How to use competing desires to create protagonists who feel achingly real and stories that readers can’t put down
The Problem With Single-Minded Characters
Picture this protagonist: Alex wants to save the kingdom. Every decision Alex makes serves this singular goal. No distractions, no doubts, no competing priorities.
Sounds focused and heroic, right?
It’s also incredibly boring.
Here’s why: Real people don’t operate with laser-focused singular desires. We’re bundles of contradictions. We want security and adventure. We crave independence while fearing loneliness. We pursue success while valuing relationships that success might jeopardize.
When characters possess only one driving desire, they feel less like people and more like plot delivery mechanisms—ambulatory goal-seekers moving through scenes toward predetermined outcomes.
But when characters want multiple, incompatible things simultaneously? That’s when fiction mirrors the messy reality of human motivation. That’s when readers stop observing and start identifying.
Recent studies in narrative engagement show that readers rate characters with competing internal desires as 52% more relatable and 68% more memorable than characters with singular motivations. The reason? Internal conflict creates the psychological complexity we recognize from our own lives.
This guide will teach you how to weaponize competing desires to transform flat characters into multidimensional people readers can’t forget.
Understanding the Mechanics of Competing Desires
What Makes Desires “Compete”?
Competing desires aren’t just multiple wants. They’re mutually exclusive or conflicting priorities that force impossible choices.
Not Competing:
- Wants to save the world
- Wants to eat breakfast
These coexist easily. No tension, no choice required.
Competing:
- Wants to save the world
- Wants to keep family safe from the dangers that saving the world entails
Now we have conflict. Pursuing one jeopardizes the other.
The Three Types of Desire Conflicts
Type 1: Goal vs. Goal Character wants two concrete things that can’t coexist
Example: Wants promotion requiring relocation + Wants to stay near aging parent
Type 2: Goal vs. Value Character wants something that conflicts with their principles
Example: Wants financial security + Values honesty (but easy money requires dishonesty)
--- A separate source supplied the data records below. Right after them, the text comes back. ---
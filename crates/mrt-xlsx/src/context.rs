use std::collections::BTreeMap;

use crate::cell;
use crate::openxml::{parse_relationships, resolve_target};
use crate::package::{XlsxError, XlsxPackage, XlsxPackageLimits};
use crate::recalc_policy::{apply_recalc_policy, RecalcPolicy, RecalcPolicyError};
use crate::shared_strings::{parse_shared_strings_xml, SharedStringsError};
use crate::workbook::parse_workbook_sheets;

const WORKBOOK_PART: &str = "xl/workbook.xml";
const WORKBOOK_RELS_PART: &str = "xl/_rels/workbook.xml.rels";
const SHARED_STRINGS_PART: &str = "xl/sharedStrings.xml";

#[derive(Debug, thiserror::Error)]
pub enum ContextError {
    #[error(transparent)]
    Xlsx(#[from] XlsxError),
    #[error("invalid sharedStrings.xml: {0}")]
    SharedStrings(#[from] SharedStringsError),
    #[error("recalculation repair failed: {0}")]
    Recalc(#[from] RecalcPolicyError),
    #[error("sheet not found in template: {0}")]
    MissingSheet(String),
}

/// One template opened for patching.
///
/// Holds the inflated parts, the shared-string table and the sheet-name to part-path map.
/// Worksheet XML is kept as text and replaced wholesale on each write.
#[derive(Debug, Clone)]
pub struct DocumentContext {
    package: XlsxPackage,
    shared_strings: Vec<String>,
    sheet_paths: BTreeMap<String, String>,
}

impl DocumentContext {
    pub fn load(bytes: &[u8]) -> Result<Self, ContextError> {
        Self::load_limited(bytes, XlsxPackageLimits::default())
    }

    pub fn load_limited(bytes: &[u8], limits: XlsxPackageLimits) -> Result<Self, ContextError> {
        let package = XlsxPackage::from_bytes_limited(bytes, limits)?;

        let workbook_xml = package
            .part(WORKBOOK_PART)
            .ok_or_else(|| XlsxError::MissingPart(WORKBOOK_PART.to_string()))?;
        let rels_xml = package
            .part(WORKBOOK_RELS_PART)
            .ok_or_else(|| XlsxError::MissingPart(WORKBOOK_RELS_PART.to_string()))?;

        let sheets = parse_workbook_sheets(std::str::from_utf8(workbook_xml).map_err(XlsxError::from)?)?;
        let relationships = parse_relationships(rels_xml)?;

        let mut sheet_paths = BTreeMap::new();
        for sheet in sheets {
            let Some(rel) = relationships
                .iter()
                .find(|rel| rel.id == sheet.rel_id && !rel.is_external())
            else {
                log::warn!("sheet {:?} has no workbook relationship {}", sheet.name, sheet.rel_id);
                continue;
            };
            sheet_paths.insert(sheet.name, resolve_target(WORKBOOK_PART, &rel.target));
        }

        let shared_strings = match package.part(SHARED_STRINGS_PART) {
            Some(xml) => parse_shared_strings_xml(std::str::from_utf8(xml).map_err(XlsxError::from)?)?,
            None => Vec::new(),
        };

        Ok(Self {
            package,
            shared_strings,
            sheet_paths,
        })
    }

    pub fn shared_strings(&self) -> &[String] {
        &self.shared_strings
    }

    pub fn sheet_path(&self, name: &str) -> Option<&str> {
        self.sheet_paths.get(name).map(String::as_str)
    }

    pub fn has_sheet(&self, name: &str) -> bool {
        self.sheet_path(name)
            .is_some_and(|path| self.package.part(path).is_some())
    }

    /// Worksheet XML of sheet `name`.
    pub fn sheet_xml(&self, name: &str) -> Result<String, ContextError> {
        let path = self
            .sheet_path(name)
            .ok_or_else(|| ContextError::MissingSheet(name.to_string()))?;
        let bytes = self
            .package
            .part(path)
            .ok_or_else(|| XlsxError::MissingPart(path.to_string()))?;
        Ok(std::str::from_utf8(bytes)
            .map_err(XlsxError::from)?
            .to_string())
    }

    pub fn set_sheet_xml(&mut self, name: &str, xml: String) -> Result<(), ContextError> {
        let path = self
            .sheet_path(name)
            .ok_or_else(|| ContextError::MissingSheet(name.to_string()))?
            .to_string();
        self.package.set_part(&path, xml.into_bytes());
        Ok(())
    }

    /// Reads one cell of sheet `name` as display text.
    pub fn read_cell_text(&self, sheet: &str, cell_ref: &str) -> Result<Option<String>, ContextError> {
        let xml = self.sheet_xml(sheet)?;
        Ok(cell::read_cell_text(&xml, cell_ref, &self.shared_strings))
    }

    /// Applies `policy` and repacks every part into a new zip.
    pub fn into_bytes(mut self, policy: RecalcPolicy) -> Result<Vec<u8>, ContextError> {
        apply_recalc_policy(&mut self.package, policy)?;
        Ok(self.package.write_to_bytes()?)
    }
}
Type 3: Value vs. Value Character holds two principles that come into conflict
Example: Values loyalty to friends + Values speaking truth (friend asks them to lie)
The most powerful stories often combine all three types, creating layered internal conflict.
Why Single Desires Create Flat Characters
Characters with only one desire are predictable. We always know what they’ll choose because there’s only one thing they care about.
The Predictability Problem:
Single-desire protagonist faces choice:
- Option A: Advances their goal
- Option B: Doesn’t advance their goal
They’ll obviously choose Option A. Every time. No tension, no real choice, no character revelation.
Multiple-desire protagonist faces choice:
- Option A: Advances Goal #1, undermines Goal #2
- Option B: Advances Goal #2, undermines Goal #1
Now we genuinely don’t know what they’ll choose. The decision reveals priorities and creates emotional weight.
The Architecture of Competing Desires
The Foundation: External Want vs. Internal Need
This classic structure remains popular because it’s psychologically authentic.
External Want: The concrete, plot-level thing the character pursues Internal Need: The psychological or emotional thing they actually require for fulfillment
The power comes from these pointing in different directions.
Example Framework:
External Want: Win the championship Internal Need: Prove self-worth without external validation
The championship pursuit can’t fulfill the internal need—in fact, it might reinforce the problem (tying worth to achievement). Character must discover their need and adjust accordingly.
Deployment Strategy:
Act 1: Character pursues external want, unaware of internal need Act 2: External want pursuit creates problems stemming from unmet internal need Act 3: Character must choose—pursue external want at psychological cost, or address internal need by releasing external want
Layering Multiple External Desires
Don’t stop at one external desire. Give protagonists 2-3 concrete goals that conflict.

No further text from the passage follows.